Whenever the string "resolver" turns up in a line of the data below, copy that line.

##### Data supplied

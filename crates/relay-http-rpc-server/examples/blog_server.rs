//! Blog service over HTTP
//!
//! ```text
//! cargo run -p relay-http-rpc-server --example blog_server
//! curl -s localhost:3000/rpc -H 'auth: 123' \
//!   -d '{"jsonrpc":"2.0","method":"Blog.save","params":["hello"],"id":1}'
//! ```

use std::sync::Arc;

use futures::FutureExt;
use parking_lot::RwLock;
use serde_json::{Value, json};
use tracing::info;
use tracing_subscriber::EnvFilter;

use relay_http_rpc_server::{HttpRpcServer, ServerConfig};
use relay_json_rpc_server::prelude::*;

#[derive(Clone, Default)]
struct PostStore {
    posts: Arc<RwLock<Vec<Value>>>,
}

async fn authenticate(ctx: &mut CallContext) -> Result<(), ServiceError> {
    let user = ctx
        .header("auth")
        .ok_or_else(|| ServiceError::new(401, "missing auth header"))?
        .to_string();
    ctx.set_state("user", json!(user));
    Ok(())
}

async fn list_posts(ctx: &mut CallContext, _args: Args) -> ActionResult {
    let store = ctx.require_mounted::<PostStore>("db")?;
    let posts = store.posts.read().clone();
    Ok(Value::Array(posts))
}

async fn save_post(ctx: &mut CallContext, args: Args) -> ActionResult {
    let title: String = args.get(0)?;
    let author = ctx.state("user").cloned().unwrap_or(Value::Null);
    let store = ctx.require_mounted::<PostStore>("db")?;

    let mut posts = store.posts.write();
    let id = posts.len() + 1;
    posts.push(json!({"id": id, "title": title, "author": author}));
    Ok(json!(id))
}

#[tokio::main]
async fn main() -> Result<(), Box<dyn std::error::Error>> {
    tracing_subscriber::fmt()
        .with_env_filter(EnvFilter::try_from_default_env().unwrap_or_else(|_| "info".into()))
        .init();

    let store = PostStore::default();

    let mut rpc = RpcServer::new();
    rpc.register(
        ServiceBuilder::new("Blog")
            .before(|ctx| authenticate(ctx).boxed())
            .action("get", |ctx, args| list_posts(ctx, args).boxed())
            .action("save", |ctx, args| save_post(ctx, args).boxed())
            .build(),
    )?
    .mount(MountMap::new().value("db", store));

    let config = ServerConfig::from_env()?;
    info!(methods = ?rpc.registry().methods(), "starting blog server");

    HttpRpcServer::builder()
        .config(config)
        .rpc_server(rpc)
        .build()
        .run()
        .await?;
    Ok(())
}
//! # JSON-RPC 2.0 Service Runtime
//!
//! A transport-agnostic JSON-RPC 2.0 engine. Requests of the form
//! `"Service.action"` are validated, resolved against a registry of named
//! services and run through the service's `before` hook, the action and its
//! `after` hook, all sharing one [`CallContext`].
//!
//! ## Features
//! - Single requests, notifications and sequential batches
//! - Normalized error objects: anything that is not `{code, message}` is
//!   wrapped as a `-32000` server error with the original value as `data`
//! - Context mounts: sync or async factories injected per run
//! - No transport code; see `relay-http-rpc-server` for an HTTP binding

pub mod context;
pub mod error;
pub mod mount;
pub mod prelude;
pub mod registry;
pub mod request;
pub mod resolver;
pub mod response;
pub mod runner;
pub mod server;
pub mod service;
pub mod types;

// Re-export main types
pub use context::{CallContext, MountedValue, TransportMeta};
pub use error::{JsonRpcError, JsonRpcErrorCode, JsonRpcErrorObject, RequestError, ServiceError};
pub use mount::{MountFactory, MountMap};
pub use registry::{RegistryError, ServiceRegistry};
pub use request::{JsonRpcRequest, RequestParams};
pub use resolver::ResolvedMethod;
pub use response::{JsonRpcMessage, JsonRpcResponse, RunOutput};
pub use runner::{ContextMode, Runner};
pub use server::RpcServer;
pub use service::{Action, ActionResult, Args, FnService, HookFn, Service, ServiceBuilder};
pub use types::{JsonRpcVersion, RequestId};

/// JSON-RPC 2.0 version constant
pub const JSONRPC_VERSION: &str = "2.0";

/// Standard JSON-RPC 2.0 error codes
pub mod error_codes {
    pub const PARSE_ERROR: i64 = -32700;
    pub const INVALID_REQUEST: i64 = -32600;
    pub const METHOD_NOT_FOUND: i64 = -32601;
    pub const INVALID_PARAMS: i64 = -32602;
    pub const INTERNAL_ERROR: i64 = -32603;

    /// Catch-all for service errors that carry no usable `{code, message}`
    pub const SERVER_ERROR: i64 = -32000;

    // Client-local codes, never sent by a server
    pub const NETWORK_ERROR: i64 = -32001;
    pub const UNKNOWN_RESPONSE_SHAPE: i64 = -32002;
}
//! # JSON-RPC Runtime Prelude
//!
//! ```rust
//! use relay_json_rpc_server::prelude::*;
//! ```

// Core JSON-RPC types
pub use crate::error::{JsonRpcError, JsonRpcErrorCode, JsonRpcErrorObject, ServiceError};
pub use crate::request::{JsonRpcRequest, RequestParams};
pub use crate::response::{JsonRpcMessage, JsonRpcResponse, RunOutput};
pub use crate::types::{JsonRpcVersion, RequestId};

// Services and execution
pub use crate::context::{CallContext, TransportMeta};
pub use crate::mount::MountMap;
pub use crate::runner::{ContextMode, Runner};
pub use crate::server::RpcServer;
pub use crate::service::{Action, ActionResult, Args, Service, ServiceBuilder};

// Standard error codes
pub use crate::error_codes::*;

##########

● Result for this task:
pub mod resolver;
pub use resolver::ResolvedMethod;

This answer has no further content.